Create a RsfExtractor.

Parameters:

Name	Type	Description	Default
filename	str	str Path to the RSF-format binary file.	required
extract_time_from_name	bool	bool, optional If True, attempt to parse a timestamp from the filename.	False
extract_stn_from_name	bool	bool, optional If True, attempt to derive station metadata and local time.	False
DATA_BLOCK_SIZE	int	int, optional Block size in bytes (default 4096).	4096

Source code in pynasonde/digisonde/parsers/rsf.py

def __init__(
    self,
    filename: str,
    extract_time_from_name: bool = False,
    extract_stn_from_name: bool = False,
    DATA_BLOCK_SIZE: int = 4096,
):
    """Create a RsfExtractor.

    Parameters:
        filename: str
            Path to the RSF-format binary file.
        extract_time_from_name: bool, optional
            If True, attempt to parse a timestamp from the filename.
        extract_stn_from_name: bool, optional
            If True, attempt to derive station metadata and local time.
        DATA_BLOCK_SIZE: int, optional
            Block size in bytes (default 4096).
    """
    self.filename = filename
    self.DATA_BLOCK_SIZE = DATA_BLOCK_SIZE
    with open(filename, "rb") as f:
        self.BLOCKS = len(f.read()) // DATA_BLOCK_SIZE

    if extract_time_from_name:
        date = filename.split("_")[-1].replace(".SAO", "").replace(".sao", "")
        self.date = (
            dt.datetime(int(date[:4]), 1, 1) + dt.timedelta(int(date[4:7]) - 1)
        ).replace(
            hour=int(date[7:9]), minute=int(date[9:11]), second=int(date[11:13])
        )
        logger.info(f"Date: {self.date}")

    if extract_stn_from_name:
        self.stn_code = filename.split("/")[-1].split("_")[0]
        self.stn_info = get_digisonde_info(self.stn_code)
        self.local_timezone_converter = TimeZoneConversion(
            lat=self.stn_info["LAT"], long=self.stn_info["LONG"]
        )
        self.local_time = self.local_timezone_converter.utc_to_local_time(
            [self.date]
        )[0]
        logger.info(f"Station code: {self.stn_code}; {self.stn_info}")

extract()

Read and parse the RSF binary file into dataclass containers.

The method iterates over all data blocks, constructs header and frequency-group objects and appends them to the :attr:rsf_data container. No value conversion to pandas occurs here; use:meth:to_pandas for that.

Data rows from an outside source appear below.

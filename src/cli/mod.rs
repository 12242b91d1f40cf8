//! Command-line parsing for the rate-cut cycle dashboard.
//!
//! Argument parsing and command dispatch stay separate from the alignment and
//! detection code.

use std::path::PathBuf;

use chrono::NaiveDate;
use clap::{ArgAction, Parser, Subcommand};

use crate::domain::Panel;

/// Top-level CLI.
#[derive(Debug, Parser)]
#[command(name = "cuts", version, about = "Rate-cut cycle dashboard (FRED-based)")]
pub struct Cli {
    /// Increase log verbosity (-v info, -vv debug). Overrides `RUST_LOG`.
    #[arg(short, long, action = ArgAction::Count, global = true)]
    pub verbose: u8,

    #[command(subcommand)]
    pub command: Command,
}

/// CLI subcommands.
#[derive(Debug, Subcommand)]
pub enum Command {
    /// Fetch series, detect cycles and print every panel with charts and tables.
    Report(RunArgs),
    /// Detect and list rate-cut cycles only (fetches just the policy rate).
    Cycles(RunArgs),
    /// Print a previously exported cycle JSON.
    Show(ShowArgs),
}

/// Common options for a dashboard run.
#[derive(Debug, Parser, Clone)]
pub struct RunArgs {
    /// Earliest observation date requested (YYYY-MM-DD).
    #[arg(long, default_value = "1990-01-01")]
    pub start: NaiveDate,

    /// Use deterministic synthetic data instead of FRED (no API key needed).
    #[arg(long)]
    pub offline: bool,

    /// Random seed for synthetic data.
    #[arg(long, default_value_t = 42)]
    pub seed: u64,

    /// Month-over-month decline (percentage points) that counts as a cut.
    #[arg(long, default_value_t = 0.05)]
    pub drop_threshold: f64,

    /// The same threshold in basis points; overrides `--drop-threshold`.
    #[arg(long, conflicts_with = "drop_threshold")]
    pub drop_bps: Option<f64>,

    /// Days without a cut after which a cycle closes.
    #[arg(long, default_value_t = 180)]
    pub gap_days: i64,

    /// Number of most recent cycles to overlay.
    #[arg(long, default_value_t = 3)]
    pub top: usize,

    /// Panels to show (repeatable). Defaults to all.
    #[arg(long = "panel", value_enum)]
    pub panels: Vec<Panel>,

    /// Seconds a fetched series stays cached.
    #[arg(long, default_value_t = 3600)]
    pub cache_ttl: u64,

    /// Disable the terminal charts.
    #[arg(long)]
    pub no_plot: bool,

    /// Chart width (columns).
    #[arg(long, default_value_t = 100)]
    pub width: usize,

    /// Chart height (rows).
    #[arg(long, default_value_t = 20)]
    pub height: usize,

    /// Export the aligned monthly series to CSV.
    #[arg(long)]
    pub export: Option<PathBuf>,

    /// Export detected cycles to JSON.
    #[arg(long = "export-cycles")]
    pub export_cycles: Option<PathBuf>,
}

/// Options for printing a saved cycle file.
#[derive(Debug, Parser)]
pub struct ShowArgs {
    /// Cycle JSON file produced by `cuts ... --export-cycles`.
    #[arg(value_name = "JSON")]
    pub cycles: PathBuf,

    /// List every detected cycle instead of the selected ones.
    #[arg(long)]
    pub all: bool,
}

#[cfg(test)]
mod tests {
    use super::*;
    use clap::CommandFactory;

    #[test]
    fn cli_definition_is_consistent() {
        Cli::command().debug_assert();
    }

    #[test]
    fn report_flags_parse() {
        let cli = Cli::parse_from([
            "cuts", "-vv", "report", "--offline", "--panel", "credit", "--panel", "payments", "--top", "2",
            "--start", "2000-01-01",
        ]);
        assert_eq!(cli.verbose, 2);
        let Command::Report(args) = cli.command else {
            panic!("expected report");
        };
        assert!(args.offline);
        assert_eq!(args.panels, vec![Panel::Credit, Panel::Payments]);
        assert_eq!(args.top, 2);
        assert_eq!(args.start, NaiveDate::from_ymd_opt(2000, 1, 1).unwrap());
        assert_eq!(args.gap_days, 180);
    }
}
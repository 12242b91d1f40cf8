//! Time-boxed caching around a [`SeriesSource`].
//!
//! Entries are populated on miss and served until their TTL runs out. The cache
//! lives for the process only; failed fetches are never stored.
//!
//! A single pipeline run requests each series once, so hits come from callers
//! that keep one `CachedSource` across several runs (for example re-running
//! with other detector settings via `app::pipeline::run_with_source`). The
//! one-shot `cuts` binary builds a fresh cache per invocation.

use std::collections::HashMap;
use std::sync::Mutex;
use std::time::{Duration, Instant};

use tracing::debug;

use crate::data::SeriesSource;
use crate::domain::RawSeries;
use crate::error::AppError;

struct Entry {
    series: RawSeries,
    expires_at: Instant,
}

pub struct CachedSource<S> {
    inner: S,
    ttl: Duration,
    entries: Mutex<HashMap<String, Entry>>,
}

impl<S: SeriesSource> CachedSource<S> {
    pub fn new(inner: S, ttl: Duration) -> Self {
        Self {
            inner,
            ttl,
            entries: Mutex::new(HashMap::new()),
        }
    }

    pub fn inner(&self) -> &S {
        &self.inner
    }

    /// Number of entries currently held (expired ones included until touched).
    pub fn len(&self) -> usize {
        self.entries.lock().map(|e| e.len()).unwrap_or(0)
    }

    pub fn is_empty(&self) -> bool {
        self.len() == 0
    }

    fn lookup(&self, series_id: &str) -> Option<RawSeries> {
        let mut guard = self.entries.lock().unwrap_or_else(|p| p.into_inner());
        if let Some(entry) = guard.get(series_id)
            && Instant::now() < entry.expires_at
        {
            return Some(entry.series.clone());
        }
        guard.remove(series_id);
        None
    }

    fn store(&self, series: &RawSeries) {
        let expires_at = Instant::now() + self.ttl;
        let mut guard = self.entries.lock().unwrap_or_else(|p| p.into_inner());
        guard.insert(
            series.id.clone(),
            Entry {
                series: series.clone(),
                expires_at,
            },
        );
    }
}

impl<S: SeriesSource> SeriesSource for CachedSource<S> {
    fn name(&self) -> &str {
        self.inner.name()
    }

    fn fetch_series(&self, series_id: &str) -> Result<RawSeries, AppError> {
        if let Some(hit) = self.lookup(series_id) {
            debug!(series_id, source = self.inner.name(), "cache hit");
            return Ok(hit);
        }
        debug!(series_id, source = self.inner.name(), "cache miss");
        let series = self.inner.fetch_series(series_id)?;
        self.store(&series);
        Ok(series)
    }
}

#[cfg(test)]
mod tests {
    use super::*;
    use std::cell::Cell;

    use chrono::NaiveDate;

    struct CountingSource {
        calls: Cell<usize>,
        fail: bool,
    }

    impl SeriesSource for CountingSource {
        fn name(&self) -> &str {
            "counting"
        }

        fn fetch_series(&self, series_id: &str) -> Result<RawSeries, AppError> {
            self.calls.set(self.calls.get() + 1);
            if self.fail {
                return Err(AppError::new(4, "upstream down"));
            }
            let date = NaiveDate::from_ymd_opt(2024, 1, 1).unwrap();
            Ok(RawSeries::from_pairs(series_id, [(date, 1.0)]))
        }
    }

    fn counting(fail: bool) -> CountingSource {
        CountingSource { calls: Cell::new(0), fail }
    }

    #[test]
    fn repeated_fetches_within_ttl_hit_the_cache() {
        let cache = CachedSource::new(counting(false), Duration::from_secs(3600));
        let a = cache.fetch_series("FEDFUNDS").unwrap();
        let b = cache.fetch_series("FEDFUNDS").unwrap();
        cache.fetch_series("PCE").unwrap();

        assert_eq!(a, b);
        assert_eq!(cache.inner().calls.get(), 2);
        assert_eq!(cache.len(), 2);
    }

    #[test]
    fn expired_entries_are_refetched() {
        let cache = CachedSource::new(counting(false), Duration::ZERO);
        cache.fetch_series("FEDFUNDS").unwrap();
        cache.fetch_series("FEDFUNDS").unwrap();
        assert_eq!(cache.inner().calls.get(), 2);
    }

    #[test]
    fn failures_are_not_cached() {
        let cache = CachedSource::new(counting(true), Duration::from_secs(3600));
        assert!(cache.fetch_series("FEDFUNDS").is_err());
        assert!(cache.fetch_series("FEDFUNDS").is_err());
        assert_eq!(cache.inner().calls.get(), 2);
        assert!(cache.is_empty());
    }
}
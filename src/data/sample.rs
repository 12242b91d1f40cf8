//! Deterministic synthetic FRED-like series for offline runs.
//!
//! The policy rate follows a scripted path of target changes (noise-free, so
//! cycle detection on it is exact). Every other series is derived from it with
//! seeded Gaussian noise at its real publication cadence:
//!
//! - `DPRIME`: business-daily, policy + 300bp
//! - `MORTGAGE30US`: weekly
//! - delinquency rates: quarterly, rising after easing
//! - `RSXFS`, `PCE`: monthly, trend growth

use chrono::{Datelike, Duration, NaiveDate, Weekday};
use rand::prelude::*;
use rand::rngs::StdRng;
use rand_distr::Normal;
use tracing::debug;

use crate::data::SeriesSource;
use crate::domain::{
    DPRIME, DRCCLACBS, DRCLACBS, DRSFRMACBS, FEDFUNDS, MORTGAGE30US, Observation, PCE, RSXFS, RawSeries,
};
use crate::error::AppError;
use crate::resample::{add_months, month_start, months_between};

/// Policy-rate level effective from each `(year, month)`.
const POLICY_PATH: &[(i32, u32, f64)] = &[
    (1990, 1, 8.25),
    (1990, 7, 8.00),
    (1990, 11, 7.50),
    (1991, 1, 6.75),
    (1991, 4, 5.75),
    (1991, 9, 5.25),
    (1991, 12, 4.50),
    (1992, 4, 3.75),
    (1992, 9, 3.00),
    (1994, 3, 3.50),
    (1994, 6, 4.25),
    (1994, 11, 5.50),
    (1995, 3, 6.00),
    (1995, 8, 5.75),
    (1996, 1, 5.25),
    (1998, 10, 5.00),
    (1998, 11, 4.75),
    (1999, 7, 5.00),
    (1999, 12, 5.50),
    (2000, 5, 6.50),
    (2001, 1, 5.50),
    (2001, 3, 5.00),
    (2001, 5, 4.00),
    (2001, 8, 3.50),
    (2001, 10, 2.50),
    (2001, 12, 1.75),
    (2002, 11, 1.25),
    (2003, 7, 1.00),
    (2004, 7, 1.25),
    (2005, 1, 2.25),
    (2005, 7, 3.25),
    (2006, 1, 4.25),
    (2006, 7, 5.25),
    (2007, 9, 4.75),
    (2007, 11, 4.50),
    (2008, 1, 3.00),
    (2008, 4, 2.25),
    (2008, 5, 2.00),
    (2008, 10, 1.50),
    (2008, 11, 1.00),
    (2008, 12, 0.12),
    (2015, 12, 0.25),
    (2016, 12, 0.50),
    (2017, 6, 1.25),
    (2018, 6, 1.75),
    (2018, 12, 2.40),
    (2019, 8, 2.15),
    (2019, 10, 1.75),
    (2020, 3, 0.65),
    (2020, 4, 0.05),
    (2022, 3, 0.25),
    (2022, 6, 1.50),
    (2022, 9, 3.00),
    (2022, 12, 4.25),
    (2023, 3, 4.75),
    (2023, 7, 5.33),
    (2024, 9, 5.13),
    (2024, 10, 4.83),
    (2024, 12, 4.48),
];

/// Last month produced when no explicit end is given.
pub fn default_end() -> NaiveDate {
    NaiveDate::from_ymd_opt(2025, 6, 1).unwrap_or(NaiveDate::MAX)
}

#[derive(Debug, Clone)]
pub struct SyntheticSource {
    seed: u64,
    start: NaiveDate,
    end: NaiveDate,
}

impl SyntheticSource {
    pub fn new(seed: u64, start: NaiveDate, end: NaiveDate) -> Self {
        Self { seed, start, end }
    }

    fn rng_for(&self, series_id: &str) -> StdRng {
        StdRng::seed_from_u64(self.seed ^ series_key(series_id))
    }

    fn generate(&self, series_id: &str) -> Result<Vec<Observation>, AppError> {
        let mut rng = self.rng_for(series_id);
        let mut noisy = |dates: Vec<NaiveDate>, sd: f64, f: &dyn Fn(NaiveDate) -> f64| {
            let normal = Normal::new(0.0, sd)
                .map_err(|e| AppError::new(4, format!("Noise distribution error: {e}")))?;
            Ok::<_, AppError>(
                dates
                    .into_iter()
                    .map(|d| Observation::new(d, f(d) + normal.sample(&mut rng)))
                    .collect::<Vec<_>>(),
            )
        };

        match series_id {
            FEDFUNDS => Ok(self
                .monthly_dates()
                .into_iter()
                .map(|d| Observation::new(d, policy_level(d)))
                .collect()),
            DPRIME => Ok(self
                .business_days()
                .into_iter()
                .map(|d| Observation::new(d, policy_level(d) + 3.0))
                .collect()),
            MORTGAGE30US => noisy(self.weekly_dates(), 0.08, &|d: NaiveDate| 3.5 + 0.7 * policy_level(d)),
            DRCCLACBS => noisy(self.quarterly_dates(), 0.10, &|d: NaiveDate| 3.0 + 0.35 * easing_pressure(d)),
            DRCLACBS => noisy(self.quarterly_dates(), 0.08, &|d: NaiveDate| 2.2 + 0.25 * easing_pressure(d)),
            DRSFRMACBS => noisy(self.quarterly_dates(), 0.10, &|d: NaiveDate| 2.0 + 0.60 * easing_pressure(d)),
            RSXFS => {
                let rel = noisy(self.monthly_dates(), 0.004, &|_: NaiveDate| 0.0)?;
                Ok(rel
                    .into_iter()
                    .map(|o| Observation::new(o.date, 150_000.0 * trend(o.date, 0.0038) * (1.0 + o.value)))
                    .collect())
            }
            PCE => {
                let rel = noisy(self.monthly_dates(), 0.002, &|_: NaiveDate| 0.0)?;
                Ok(rel
                    .into_iter()
                    .map(|o| Observation::new(o.date, 3_800.0 * trend(o.date, 0.0042) * (1.0 + o.value)))
                    .collect())
            }
            other => Err(AppError::new(4, format!("No synthetic data for series {other}."))),
        }
    }

    fn monthly_dates(&self) -> Vec<NaiveDate> {
        let first = if self.start.day() == 1 {
            self.start
        } else {
            add_months(month_start(self.start), 1)
        };
        let mut out = Vec::new();
        let mut d = first;
        while d <= self.end {
            out.push(d);
            d = add_months(d, 1);
        }
        out
    }

    fn quarterly_dates(&self) -> Vec<NaiveDate> {
        self.monthly_dates()
            .into_iter()
            .filter(|d| d.month0() % 3 == 0)
            .collect()
    }

    fn weekly_dates(&self) -> Vec<NaiveDate> {
        let mut out = Vec::new();
        let mut d = self.start;
        while d <= self.end {
            out.push(d);
            d += Duration::days(7);
        }
        out
    }

    fn business_days(&self) -> Vec<NaiveDate> {
        self.start
            .iter_days()
            .take_while(|d| *d <= self.end)
            .filter(|d| !matches!(d.weekday(), Weekday::Sat | Weekday::Sun))
            .collect()
    }
}

impl SeriesSource for SyntheticSource {
    fn name(&self) -> &str {
        "synthetic"
    }

    fn fetch_series(&self, series_id: &str) -> Result<RawSeries, AppError> {
        let observations = self.generate(series_id)?;
        debug!(series_id, observations = observations.len(), seed = self.seed, "generated synthetic series");
        Ok(RawSeries::new(series_id, observations))
    }
}

/// FNV-1a over the id bytes: a per-series seed that stays fixed across toolchains.
fn series_key(series_id: &str) -> u64 {
    series_id
        .bytes()
        .fold(0xcbf2_9ce4_8422_2325, |h, b| (h ^ u64::from(b)).wrapping_mul(0x0100_0000_01b3))
}

/// Scripted policy rate in effect during `date`'s month.
pub fn policy_level(date: NaiveDate) -> f64 {
    let key = (date.year(), date.month());
    POLICY_PATH
        .iter()
        .take_while(|(y, m, _)| (*y, *m) <= key)
        .last()
        .or(POLICY_PATH.first())
        .map(|&(_, _, level)| level)
        .unwrap_or(0.0)
}

/// How far the policy rate has fallen over the past year (zero when it rose).
fn easing_pressure(date: NaiveDate) -> f64 {
    (policy_level(add_months(date, -12)) - policy_level(date)).max(0.0)
}

fn trend(date: NaiveDate, monthly_growth: f64) -> f64 {
    let base = NaiveDate::from_ymd_opt(1990, 1, 1).unwrap_or(date);
    (monthly_growth * months_between(base, date) as f64).exp()
}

Source code in pynasonde/digisonde/parsers/rsf.py

def extract(self):
    """Read and parse the RSF binary file into dataclass containers.

     The method iterates over all data blocks, constructs header and
     frequency-group objects and appends them to the
    :attr:`rsf_data` container. No value conversion to pandas occurs
     here; use:meth:`to_pandas` for that.
    """
    self.rsf_data = RsfDataFile(rsf_data_units=[])
    with open(self.filename, "rb") as file:
        for n in range(self.BLOCKS):
            rsf_data_unit = RsfDataUnit(frequency_groups=[])
            blk_size = self.DATA_BLOCK_SIZE
            # logger.debug(f"Reading block {n+1} of {self.BLOCKS}")

            # Helper to read and unpack a byte
            rb = lambda: file.read(1)[0]
            ub = lambda: struct.unpack("B", file.read(1))[0]
            sb = lambda: struct.unpack("b", file.read(1))[0]
            uh = lambda: struct.unpack("H", file.read(2))[0]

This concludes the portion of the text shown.